Wednesday, October 31, 2012

ACLU FILES LAWSUIT AGAINST DHS AND ICE DEMANDING FOIA TRANSPARENCY


While I was out of the country last week, the ACLU of Georgia and the Georgia Latino Alliance for Human Rights (GLAHR) filed a lawsuit against the Department of Homeland Security and Immigration and Customs Enforcement. The suit seeks public records which they have filed under FOIA or Freedom of Information Act documenting the effects of Georgia’s increasing involvement in immigration enforcement, including information that will shed light on increasing reports of racial profiling and police abuse. 
The two organizations requested the records over six months ago and DHS/ICE has not yet released the records. 
The records sought in the lawsuit will reveal who is being targeted for immigration enforcement, and how increased immigration enforcement by police is impacting public safety and civil rights and may cause abuse under HB87.
Under the Freedom of Information Act, the agency should release the record within 20 days. Six months is certainly excessive under that standard. I will blog on updates when available. 


Tuesday, October 16, 2012

U.S. IMMIGRATION POLICY STIFLES IMMIGRANT ENTREPRENEURSHIP


A new study by the Kauffman Foundation indicates that since 2005, less U.S. companies were founded by immigrants or foreign-born entrepreneurs, with the most significant drop in the state of California within technology firms.
The Kauffman Foundation is right on the money. Our immigration system is more and more unwelcoming to immigrant entrepreneurs. Coupled with a recession and more difficult business environment in the U.S. in the past few years, less immigrant entrepreneurs are finding the U.S. an attractive place.
The Kauffman Foundation report shows that the proportion of companies founded by immigrants nationwide has dropped to 24.3 percent from 25.3 percent in the past five years. In Silicon Valley, the decline was worse: dropping to 43.9 percent from 52.4 percent.
This is alarming for anyone who cares about innovation, job creation or U.S. competitiveness in the global marketplace. This is what we have been telling everyone for years, that we have a broken immigration system that needs to be fixed and welcome entrepreneurs.
The U.S. can reverse the trend of declining immigrant entrepreneurship with changes in policies and opportunities. We really ought to have start-up business visas for these entrepreneurs and expand the number of green cards for skilled foreigners to work in these start-ups in order to make the U.S. more attractive.
USCIS has started taking encouraging steps like their entrepreneurs in residence program, which had little effect so far. What we need is opening doors and our immigration system for entrepreneurs who bring innovation, investments and jobs to the U.S.
Hopefully the new elections will bring a different Congress which will actually do something about the problems in this country, instead of the “do nothing” mode we have endured so far.

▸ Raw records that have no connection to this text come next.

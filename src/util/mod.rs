pub mod url_validator;

pub use url_validator::{validate_source_url, UrlValidationError};
//! Pure normalization from a parsed syndication document into the domain
//! model. Everything here is deterministic: the same document and source
//! URL always produce the same `domain::Feed`.

use sha2::{Digest, Sha256};

use crate::domain::{Article, Category, Feed, Provider};

/// Enclosure media type accepted for article thumbnails.
const IMAGE_ENCLOSURE_TYPE: &str = "image/jpeg";

/// Shapes a parsed feed document into the canonical model.
///
/// `source_url` is the URL the document was fetched from; it becomes the
/// feed's natural key (`feed_link`) and drives category/provider
/// inference. Articles keep the source feed's item order.
pub fn normalize(source_url: &str, raw: feed_rs::model::Feed) -> Feed {
    let articles = raw.entries.into_iter().map(normalize_entry).collect();

    Feed {
        title: raw.title.map(|t| t.content).unwrap_or_default(),
        description: raw.description.map(|t| t.content).unwrap_or_default(),
        link: raw.links.first().map(|l| l.href.clone()).unwrap_or_default(),
        feed_link: source_url.to_string(),
        category: Category::infer(source_url),
        provider: Provider::infer(source_url),
        language: raw.language.unwrap_or_default(),
        updated_at: raw.updated,
        articles,
    }
}

fn normalize_entry(entry: feed_rs::model::Entry) -> Article {
    let thumbnail_url = thumbnail(&entry);
    let link = entry.links.first().map(|l| l.href.clone()).unwrap_or_default();
    let title = entry.title.map(|t| t.content).unwrap_or_default();
    let description = entry.summary.map(|t| t.content).unwrap_or_default();
    // The publish time is carried only when the source supplies one; a
    // missing date stays absent rather than borrowing the updated time.
    let published_at = entry.published;
    let guid = stable_guid(&entry.id, &link, &title, published_at);

    Article {
        guid,
        title,
        description,
        link,
        thumbnail_url,
        published_at,
        updated_at: entry.updated,
    }
}

/// URL of the first enclosure whose media type is exactly `image/jpeg`,
/// or empty when the item carries no such enclosure.
fn thumbnail(entry: &feed_rs::model::Entry) -> String {
    entry
        .media
        .iter()
        .flat_map(|media| media.content.iter())
        .find(|content| {
            content
                .content_type
                .as_ref()
                .is_some_and(|mime| mime.essence().to_string() == IMAGE_ENCLOSURE_TYPE)
        })
        .and_then(|content| content.url.as_ref())
        .map(|url| url.to_string())
        .unwrap_or_default()
}

/// Carries the source GUID through verbatim when present.
///
/// A source that omits the GUID would otherwise make every such article
/// collide on the empty string under the store's unique key, so a stable
/// SHA-256 of link, title, and publish time stands in for it.
fn stable_guid(
    existing: &str,
    link: &str,
    title: &str,
    published_at: Option<chrono::DateTime<chrono::Utc>>,
) -> String {
    let trimmed = existing.trim();
    if !trimmed.is_empty() {
        return trimmed.to_string();
    }

    let input = format!(
        "{}|{}|{}",
        link,
        title,
        published_at.map(|p| p.timestamp().to_string()).unwrap_or_default()
    );
    let hash = Sha256::digest(input.as_bytes());
    format!("{:x}", hash)
}

#[cfg(test)]
mod tests {
    use super::*;
    use pretty_assertions::assert_eq;

    fn parse(xml: &str) -> feed_rs::model::Feed {
        feed_rs::parser::parse(xml.as_bytes()).unwrap()
    }

    const CHANNEL_HEADER: &str = r#"<?xml version="1.0"?>
<rss version="2.0"><channel>
    <title>BBC News - UK</title>
    <description>UK news</description>
    <link>https://www.bbc.co.uk/news/uk</link>
    <language>en-gb</language>"#;

    #[test]
    fn test_feed_metadata_and_inference() {
        let xml = format!("{CHANNEL_HEADER}</channel></rss>");
        let feed = normalize("https://feeds.bbci.co.uk/news/uk/rss.xml", parse(&xml));

        assert_eq!(feed.title, "BBC News - UK");
        assert_eq!(feed.description, "UK news");
        assert_eq!(feed.link, "https://www.bbc.co.uk/news/uk");
        assert_eq!(feed.feed_link, "https://feeds.bbci.co.uk/news/uk/rss.xml");
        assert_eq!(feed.category, Category::Uk);
        assert_eq!(feed.provider, Provider::Bbc);
        assert_eq!(feed.language, "en-gb");
        assert!(feed.articles.is_empty());
    }

    #[test]
    fn test_unrecognized_source_maps_to_unknown() {
        let xml = format!("{CHANNEL_HEADER}</channel></rss>");
        let feed = normalize("https://example.com/news/rss.xml", parse(&xml));

        assert_eq!(feed.category, Category::Unknown);
        assert_eq!(feed.provider, Provider::Unknown);
    }

    #[test]
    fn test_thumbnail_takes_first_image_enclosure() {
        let xml = format!(
            r#"{CHANNEL_HEADER}
    <item>
        <guid>item-1</guid>
        <title>Story</title>
        <link>https://example.com/story</link>
        <enclosure url="https://example.com/report.pdf" type="application/pdf" length="1"/>
        <enclosure url="https://example.com/a.jpg" type="image/jpeg" length="1"/>
        <enclosure url="https://example.com/b.jpg" type="image/jpeg" length="1"/>
    </item>
</channel></rss>"#
        );
        let feed = normalize("https://example.com/rss.xml", parse(&xml));

        assert_eq!(feed.articles.len(), 1);
        assert_eq!(feed.articles[0].thumbnail_url, "https://example.com/a.jpg");
    }

    #[test]
    fn test_thumbnail_empty_without_image_enclosure() {
        let xml = format!(
            r#"{CHANNEL_HEADER}
    <item>
        <guid>item-1</guid>
        <title>Story</title>
        <enclosure url="https://example.com/report.pdf" type="application/pdf" length="1"/>
    </item>
</channel></rss>"#
        );
        let feed = normalize("https://example.com/rss.xml", parse(&xml));

        assert_eq!(feed.articles[0].thumbnail_url, "");
    }

    #[test]
    fn test_published_time_absent_when_source_omits_it() {
        let xml = format!(
            r#"{CHANNEL_HEADER}
    <item><guid>dated</guid><title>Dated</title>
        <pubDate>Tue, 05 Aug 2025 09:30:00 GMT</pubDate></item>
    <item><guid>undated</guid><title>Undated</title></item>
</channel></rss>"#
        );
        let feed = normalize("https://example.com/rss.xml", parse(&xml));

        let dated = feed.articles.iter().find(|a| a.guid == "dated").unwrap();
        let undated = feed.articles.iter().find(|a| a.guid == "undated").unwrap();
        assert!(dated.published_at.is_some());
        assert!(undated.published_at.is_none());
    }

    #[test]
    fn test_guid_carried_verbatim() {
        let xml = format!(
            r#"{CHANNEL_HEADER}
    <item><guid>urn:uuid:1225c695-cfb8-4ebb-aaaa-80da344efa6a</guid><title>Story</title></item>
</channel></rss>"#
        );
        let feed = normalize("https://example.com/rss.xml", parse(&xml));

        assert_eq!(feed.articles[0].guid, "urn:uuid:1225c695-cfb8-4ebb-aaaa-80da344efa6a");
    }

    #[test]
    fn test_missing_guid_synthesized_and_stable() {
        let a = stable_guid("", "https://example.com/story", "Story", None);
        let b = stable_guid("", "https://example.com/story", "Story", None);
        let c = stable_guid("", "https://example.com/other", "Story", None);

        assert_eq!(a, b);
        assert_ne!(a, c);
        assert_eq!(a.len(), 64);
    }

    #[test]
    fn test_whitespace_guid_treated_as_missing() {
        let guid = stable_guid("   ", "https://example.com/story", "Story", None);
        assert_eq!(guid.len(), 64);
    }

    #[test]
    fn test_item_order_preserved() {
        let xml = format!(
            r#"{CHANNEL_HEADER}
    <item><guid>first</guid><title>First</title></item>
    <item><guid>second</guid><title>Second</title></item>
    <item><guid>third</guid><title>Third</title></item>
</channel></rss>"#
        );
        let feed = normalize("https://example.com/rss.xml", parse(&xml));

        let guids: Vec<&str> = feed.articles.iter().map(|a| a.guid.as_str()).collect();
        assert_eq!(guids, vec!["first", "second", "third"]);
    }
}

Wednesday, October 10, 2012

HB87 CREATING SIGNIFICANT LICENSING DELAYS IN GEORGIA

Another bad outcome of HB87 part of the law of unintended consequences: Now, because the state needs to check a person's identification and legal status in the United State, and they are short-staffed, thousands or even more U.S. citizens and lawful permanent residents are stuck unable to renew their license on time. Over 200 professions require licensing in the state of Georgia, and they are now taking weeks or months to be renewed instead of days that it took in the past. For some nurses, one of the critical shortage occupations in the state, the wait can be as much as 3 months.
Of course, no one could prove that there were significant numbers of undocumented immigrants receiving state licenses for any occupation. Now, because of HB87, people have to show a "secure and verifiable document" to obtain the license, which many people do not have and is not even required to vote.
The Georgia Secretary of State, Brian Kemp, said his office cannot keep up with all the calls (almost 500,000 calls) due to the delays. The state licenses about 500,000 people. HB87 took an automatic process and made it much more bureaucratic, with no increase in funds or a way to go through rough patches.
Yes, people might die because a U.S. citizen nurse cannot get her license on time, what a sad state of affairs all because some hot heads in the Georgia legislature wanted to look like they were "cracking down on illegal immigration" and passed HB87.

Tuesday, October 2, 2012

ROMNEY WOULD KEEP DACA IF ELECTED

Great news to all who fear filing for DACA - Deferred Action for Childhood Arrivals - in fear that Romney would be elected President and cancel the program. On CNN, Romney states that he will continue the program for people who were granted DACA by the current administration.
See:
http://politicalticker.blogs.cnn.com/2012/10/02/romney-would-allow-young-immigrants-granted-waivers-to-stay/?hpt=hp_t2
This is great news and the first positive announcement out of Romney about something positive for immigrants. Nothing to fear now, everyone who qualifies need to apply!
The first DACA cases have been approved and are waiting on many more.